··· Study material ···

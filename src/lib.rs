pub mod bitbucket;
pub mod config;
pub mod mcp;
pub mod shaping;
//! In-process stand-in for a Bitbucket Server instance.
//!
//! Routes are matched on method and exact path; every request is recorded so
//! tests can assert on query strings, headers, bodies and call counts.

use std::collections::HashMap;
use std::sync::{Arc, Mutex};

use axum::body::Body;
use axum::extract::State;
use axum::http::{HeaderMap, Method, StatusCode, Uri};
use axum::response::Response;
use axum::Router;
use serde_json::{Value, json};
use tokio::net::TcpListener;

use crate::bitbucket::client::BitbucketClient;
use crate::config::BitbucketConfig;

pub(crate) const TOKEN: &str = "test-token";

#[derive(Clone)]
struct Canned {
    status: StatusCode,
    content_type: &'static str,
    headers: Vec<(&'static str, String)>,
    body: String,
}

#[derive(Debug, Clone)]
pub(crate) struct Recorded {
    pub method: Method,
    pub path: String,
    pub query: Option<String>,
    pub headers: HeaderMap,
    pub body: String,
}

impl Recorded {
    pub fn header(&self, name: &str) -> Option<&str> {
        self.headers.get(name).and_then(|v| v.to_str().ok())
    }

    pub fn json(&self) -> Value {
        serde_json::from_str(&self.body).expect("request body should be JSON")
    }
}

#[derive(Default)]
struct FakeState {
    routes: Mutex<HashMap<(Method, String), Canned>>,
    requests: Mutex<Vec<Recorded>>,
}

pub(crate) struct FakeBitbucket {
    pub url: String,
    state: Arc<FakeState>,
    _handle: tokio::task::JoinHandle<()>,
}

impl FakeBitbucket {
    pub async fn spawn() -> Self {
        let state = Arc::new(FakeState::default());
        let app = Router::new().fallback(handle).with_state(state.clone());

        let listener = TcpListener::bind("127.0.0.1:0").await.unwrap();
        let addr = listener.local_addr().unwrap();
        let url = format!("http://{}", addr);

        let handle = tokio::spawn(async move {
            axum::serve(listener, app).await.unwrap();
        });

        Self {
            url,
            state,
            _handle: handle,
        }
    }

    pub fn client(&self) -> BitbucketClient {
        let config = BitbucketConfig::new(&self.url, TOKEN).unwrap();
        BitbucketClient::new(config).unwrap()
    }

    /// Serve JSON at `path` (full path, including the REST root).
    pub fn json(&self, method: Method, path: &str, status: StatusCode, body: Value) {
        self.insert(method, path, Canned {
            status,
            content_type: "application/json",
            headers: vec![],
            body: body.to_string(),
        });
    }

    pub fn text(&self, method: Method, path: &str, status: StatusCode, body: &str) {
        self.insert(method, path, Canned {
            status,
            content_type: "text/plain",
            headers: vec![],
            body: body.to_string(),
        });
    }

    pub fn empty(&self, method: Method, path: &str, status: StatusCode) {
        self.insert(method, path, Canned {
            status,
            content_type: "text/plain",
            headers: vec![],
            body: String::new(),
        });
    }

    /// Answer `/application-properties`, optionally naming the caller.
    pub fn identity(&self, username: Option<&str>) {
        let headers = username
            .map(|u| vec![("x-ausername", u.to_string())])
            .unwrap_or_default();
        self.insert(Method::GET, &api("/application-properties"), Canned {
            status: StatusCode::OK,
            content_type: "application/json",
            headers,
            body: json!({"version": "8.9.0", "displayName": "Bitbucket"}).to_string(),
        });
    }

    fn insert(&self, method: Method, path: &str, canned: Canned) {
        self.state
            .routes
            .lock()
            .unwrap()
            .insert((method, path.to_string()), canned);
    }

    pub fn requests(&self) -> Vec<Recorded> {
        self.state.requests.lock().unwrap().clone()
    }

    pub fn requests_to(&self, method: Method, path: &str) -> Vec<Recorded> {
        self.requests()
            .into_iter()
            .filter(|r| r.method == method && r.path == path)
            .collect()
    }

    pub fn last_request(&self) -> Recorded {
        self.requests().pop().expect("no request recorded")
    }
}

/// Prefix a path with the core REST root.
pub(crate) fn api(path: &str) -> String {
    format!("/rest/api/latest{path}")
}

/// Prefix a path with the comment-likes REST root.
pub(crate) fn likes(path: &str) -> String {
    format!("/rest/comment-likes/latest{path}")
}

async fn handle(
    State(state): State<Arc<FakeState>>,
    method: Method,
    uri: Uri,
    headers: HeaderMap,
    body: String,
) -> Response {
    let path = uri.path().to_string();
    state.requests.lock().unwrap().push(Recorded {
        method: method.clone(),
        path: path.clone(),
        query: uri.query().map(str::to_string),
        headers,
        body,
    });

    let canned = state
        .routes
        .lock()
        .unwrap()
        .get(&(method.clone(), path.clone()))
        .cloned();

    let canned = canned.unwrap_or_else(|| Canned {
        status: StatusCode::NOT_FOUND,
        content_type: "application/json",
        headers: vec![],
        body: json!({"errors": [{"message": format!("No route for {method} {path}")}]})
            .to_string(),
    });

    let mut builder = Response::builder()
        .status(canned.status)
        .header("content-type", canned.content_type);
    for (name, value) in canned.headers {
        builder = builder.header(name, value);
    }
    builder.body(Body::from(canned.body)).unwrap()
}
//! User tools

use rmcp::{
    ErrorData as McpError,
    handler::server::wrapper::Parameters,
    model::*,
    schemars::{self, JsonSchema},
    tool, tool_router,
};
use serde::{Deserialize, Serialize};

use crate::mcp::server::BitbucketServer;
use crate::mcp::tools::{json_result, map_bitbucket_error};

#[derive(Debug, Serialize, Deserialize, JsonSchema)]
pub struct GetUserProfileParams {
    #[schemars(description = "Username (slug) of the Bitbucket Server user")]
    pub username: String,
}

#[derive(Debug, Default, Serialize, Deserialize, JsonSchema)]
pub struct GetAllUsersParams {
    #[schemars(description = "Partial match against username, display name or email")]
    pub filter: Option<String>,
}

#[tool_router(router = user_tools, vis = "pub(crate)")]
impl BitbucketServer {
    #[tool(description = "Get the profile of a Bitbucket Server user by username.")]
    pub async fn bitbucket_get_user_profile(
        &self,
        params: Parameters<GetUserProfileParams>,
    ) -> Result<CallToolResult, McpError> {
        let profile = self
            .client()
            .get_user_profile(&params.0.username)
            .await
            .map_err(map_bitbucket_error)?;
        json_result(&profile)
    }

    #[tool(description = "List one page of Bitbucket Server users, optionally filtered by a search term.")]
    pub async fn bitbucket_get_all_users(
        &self,
        params: Parameters<GetAllUsersParams>,
    ) -> Result<CallToolResult, McpError> {
        let users = self
            .client()
            .get_all_users(params.0.filter.as_deref())
            .await
            .map_err(map_bitbucket_error)?;
        json_result(&users)
    }
}

#[cfg(test)]
#[path = "users_test.rs"]
mod users_test;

···

# Required work:
All of the data above needs to be transcribed verbatim.

# Written reply:
filename src/lib.rs
pub mod bitbucket;
pub mod config;
pub mod mcp;
pub mod shaping;
//! In-process stand-in for a Bitbucket Server instance.
//!
//! Routes are matched on method and exact path; every request is recorded so
//! tests can assert on query strings, headers, bodies and call counts.

use std::collections::HashMap;
use std::sync::{Arc, Mutex};

use axum::body::Body;
use axum::extract::State;
use axum::http::{HeaderMap, Method, StatusCode, Uri};
use axum::response::Response;
use axum::Router;
use serde_json::{Value, json};
use tokio::net::TcpListener;

use crate::bitbucket::client::BitbucketClient;
use crate::config::BitbucketConfig;

pub(crate) const TOKEN: &str = "test-token";

#[derive(Clone)]
struct Canned {
    status: StatusCode,
    content_type: &'static str,
    headers: Vec<(&'static str, String)>,
    body: String,
}

#[derive(Debug, Clone)]
pub(crate) struct Recorded {
    pub method: Method,
    pub path: String,
    pub query: Option<String>,
    pub headers: HeaderMap,
    pub body: String,
}

impl Recorded {
    pub fn header(&self, name: &str) -> Option<&str> {
        self.headers.get(name).and_then(|v| v.to_str().ok())
    }

    pub fn json(&self) -> Value {
        serde_json::from_str(&self.body).expect("request body should be JSON")
    }
}

#[derive(Default)]
struct FakeState {
    routes: Mutex<HashMap<(Method, String), Canned>>,
    requests: Mutex<Vec<Recorded>>,
}

pub(crate) struct FakeBitbucket {
    pub url: String,
    state: Arc<FakeState>,
    _handle: tokio::task::JoinHandle<()>,
}

impl FakeBitbucket {
    pub async fn spawn() -> Self {
        let state = Arc::new(FakeState::default());
        let app = Router::new().fallback(handle).with_state(state.clone());

        let listener = TcpListener::bind("127.0.0.1:0").await.unwrap();
        let addr = listener.local_addr().unwrap();
        let url = format!("http://{}", addr);

        let handle = tokio::spawn(async move {
            axum::serve(listener, app).await.unwrap();
        });

        Self {
            url,
            state,
            _handle: handle,
        }
    }

    pub fn client(&self) -> BitbucketClient {
        let config = BitbucketConfig::new(&self.url, TOKEN).unwrap();
        BitbucketClient::new(config).unwrap()
    }

    /// Serve JSON at `path` (full path, including the REST root).
    pub fn json(&self, method: Method, path: &str, status: StatusCode, body: Value) {
        self.insert(method, path, Canned {
            status,
            content_type: "application/json",
            headers: vec![],
            body: body.to_string(),
        });
    }

    pub fn text(&self, method: Method, path: &str, status: StatusCode, body: &str) {
        self.insert(method, path, Canned {
            status,
            content_type: "text/plain",
            headers: vec![],
            body: body.to_string(),
        });
    }

    pub fn empty(&self, method: Method, path: &str, status: StatusCode) {
        self.insert(method, path, Canned {
            status,
            content_type: "text/plain",
            headers: vec![],
            body: String::new(),
        });
    }

    /// Answer `/application-properties`, optionally naming the caller.
    pub fn identity(&self, username: Option<&str>) {
        let headers = username
            .map(|u| vec![("x-ausername", u.to_string())])
            .unwrap_or_default();
        self.insert(Method::GET, &api("/application-properties"), Canned {
            status: StatusCode::OK,
            content_type: "application/json",
            headers,
            body: json!({"version": "8.9.0", "displayName": "Bitbucket"}).to_string(),
        });
    }

    fn insert(&self, method: Method, path: &str, canned: Canned) {
        self.state
            .routes
            .lock()
            .unwrap()
            .insert((method, path.to_string()), canned);
    }

    pub fn requests(&self) -> Vec<Recorded> {
        self.state.requests.lock().unwrap().clone()
    }

    pub fn requests_to(&self, method: Method, path: &str) -> Vec<Recorded> {
        self.requests()
            .into_iter()
            .filter(|r| r.method == method && r.path == path)
            .collect()
    }

    pub fn last_request(&self) -> Recorded {
        self.requests().pop().expect("no request recorded")
    }
}

/// Prefix a path with the core REST root.
pub(crate) fn api(path: &str) -> String {
    format!("/rest/api/latest{path}")
}

/// Prefix a path with the comment-likes REST root.
pub(crate) fn likes(path: &str) -> String {
    format!("/rest/comment-likes/latest{path}")
}

async fn handle(
    State(state): State<Arc<FakeState>>,
    method: Method,
    uri: Uri,
    headers: HeaderMap,
    body: String,
) -> Response {
    let path = uri.path().to_string();
    state.requests.lock().unwrap().push(Recorded {
        method: method.clone(),
        path: path.clone(),
        query: uri.query().map(str::to_string),
        headers,
        body,
    });

    let canned = state
        .routes
        .lock()
        .unwrap()
        .get(&(method.clone(), path.clone()))
        .cloned();

    let canned = canned.unwrap_or_else(|| Canned {
        status: StatusCode::NOT_FOUND,
        content_type: "application/json",
        headers: vec![],
        body: json!({"errors": [{"message": format!("No route for {method} {path}")}]})
            .to_string(),
    });

    let mut builder = Response::builder()
        .status(canned.status)
        .header("content-type", canned.content_type);
    for (name, value) in canned.headers {
        builder = builder.header(name, value);
    }
    builder.body(Body::from(canned.body)).unwrap()
}
//! User tools

use rmcp::{
    ErrorData as McpError,
    handler::server::wrapper::Parameters,
    model::*,
    schemars::{self, JsonSchema},
    tool, tool_router,
};
use serde::{Deserialize, Serialize};

use crate::mcp::server::BitbucketServer;
use crate::mcp::tools::{json_result, map_bitbucket_error};

#[derive(Debug, Serialize, Deserialize, JsonSchema)]
pub struct GetUserProfileParams {
    #[schemars(description = "Username (slug) of the Bitbucket Server user")]
    pub username: String,
}

#[derive(Debug, Default, Serialize, Deserialize, JsonSchema)]
pub struct GetAllUsersParams {
    #[schemars(description = "Partial match against username, display name or email")]
    pub filter: Option<String>,
}

#[tool_router(router = user_tools, vis = "pub(crate)")]
impl BitbucketServer {
    #[tool(description = "Get the profile of a Bitbucket Server user by username.")]
    pub async fn bitbucket_get_user_profile(
        &self,
        params: Parameters<GetUserProfileParams>,
    ) -> Result<CallToolResult, McpError> {
        let profile = self
            .client()
            .get_user_profile(&params.0.username)
            .await
            .map_err(map_bitbucket_error)?;
        json_result(&profile)
    }

    #[tool(description = "List one page of Bitbucket Server users, optionally filtered by a search term.")]
    pub async fn bitbucket_get_all_users(
        &self,
        params: Parameters<GetAllUsersParams>,
    ) -> Result<CallToolResult, McpError> {
        let users = self
            .client()
            .get_all_users(params.0.filter.as_deref())
            .await
            .map_err(map_bitbucket_error)?;
        json_result(&users)
    }
}

#[cfg(test)]
#[path = "users_test.rs"]
mod users_test;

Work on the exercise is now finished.